A controversial human trafficking amendment, which would disallow fast-track procedures for agreements with countries classified by the State Department as "Tier 3" violators of human-trafficking standards, was included in the final bill. Malaysia, which is currently negotiating TPP with the U.S., was classified under Tier 3 in the State Department's latest Trafficking in Persons Report. The amendment's sponsor, Bob Menendez (D-NJ), announced on May 19 that he had reached a compromise with Senators Hatch and Wyden to weaken the language in the amendment, which is expected to be achieved later in the legislative process.

The House Republican leadership has indicated that the House will begin consideration of TPA the week of June 8. At this point, it remains unclear whether the legislation will pass the House, given opposition by a majority of House Democrats and a conservative wing of House Republicans. Both TPA supporters, including industry groups and the White House, and TPA opponents, including labor unions and environmental groups, are ramping up efforts in the lead up to the House vote to shore up support for their respective sides.

For more information, contact: Dj Wolff, Evan Yu


Exports to Russia: BIS Issues Additional Due Diligence Guidance

On May 20, the Bureau of Industry and Security (BIS) posted additional guidance to U.S. exporters to prevent unauthorized re-exports to Russia. BIS is concerned with efforts by front companies and other intermediaries, who are not the final end-user, to transship or re-export U.S.-origin items to the Russian Federation in violation of the restrictions implemented last August to target Russia's energy and defense sectors.

BIS is particularly concerned with transactions involving National Security (NS)-controlled items, or items listed in Supplement No. 2 to Part 744 of the Export Administration Regulations (EAR), which lists items that are subject to the military end use license requirement.

As described in Supplement No. 3 to Part 732 of the EAR, whenever a person who is clearly not going to be using the item for its intended end use (e.g., a freight forwarder) is listed as an export item;s final destination, the exporter has an affirmative duty to inquire about the end use, end user, and ultimate destination of the item to ensure the transaction complies with the EAR.

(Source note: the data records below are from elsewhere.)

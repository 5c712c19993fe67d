//! Column classification
//!
//! Every requested column is classified once into a [`Column`]; renderers match
//! on the variant instead of comparing names.

use bqfdw_types::ColumnSpec;

/// Reserved name of the counting pseudo-column, rendered as `count(*)`.
pub const COUNT_PSEUDO_COLUMN: &str = "_fdw_count";

/// Reserved name of the partition pseudo-column.
pub const PARTITION_PSEUDO_COLUMN: &str = "partition_date";

/// Remote ingestion-time column the partition pseudo-column maps to.
pub const PARTITION_TIME_IDENTIFIER: &str = "_PARTITIONTIME";

/// Remote type of [`PARTITION_TIME_IDENTIFIER`].
pub const PARTITION_TIME_TYPE: &str = "TIMESTAMP";

#[derive(Debug, Clone, PartialEq, Eq)]
pub enum Column {
    Ordinary(ColumnSpec),
    Count,
    Partition,
}

impl Column {
    pub fn classify(spec: ColumnSpec) -> Self {
        match spec.name.as_str() {
            COUNT_PSEUDO_COLUMN => Column::Count,
            PARTITION_PSEUDO_COLUMN => Column::Partition,
            _ => Column::Ordinary(spec),
        }
    }

    pub fn name(&self) -> &str {
        match self {
            Column::Ordinary(spec) => &spec.name,
            Column::Count => COUNT_PSEUDO_COLUMN,
            Column::Partition => PARTITION_PSEUDO_COLUMN,
        }
    }

    pub fn is_pseudo(&self) -> bool {
        !matches!(self, Column::Ordinary(_))
    }
}

/// Which list a column set is rendered into.
#[derive(Debug, Clone, Copy, PartialEq, Eq)]
pub enum ColumnListMode {
    Select,
    GroupBy,
}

In the new guidance, BIS states that in addition to screening all parties to a proposed transaction, exporters should pay attention to any information that may indicate an unlawful diversion is planned. For example, companies should be alert to any discrepancies between destination country on the one hand, and the country from which an order is placed or payment is made, on the other.

BIS asks exporters investigating the ultimate destination of an item to consider e-mail addresses and telephone number country codes, as well as the languages used in communications from customers or on a customer;s website, and to conduct research on intermediate and ultimate consignees and the purchaser using business registers, company profiles, websites, and other resources. Additionally, BIS directs exporters to pay attention to the countries a freight forwarder serves, and the sectors a distributor or other non-end user customer supplies.

Based on the results of this extensive due diligence, exporters should consider whether a license is required to the likely country of ultimate destination and end use and end user.  If any doubts or concerns remain, BIS recommends suspending the transaction and applying for a license and including any relevant information, or to refrain from the transaction altogether.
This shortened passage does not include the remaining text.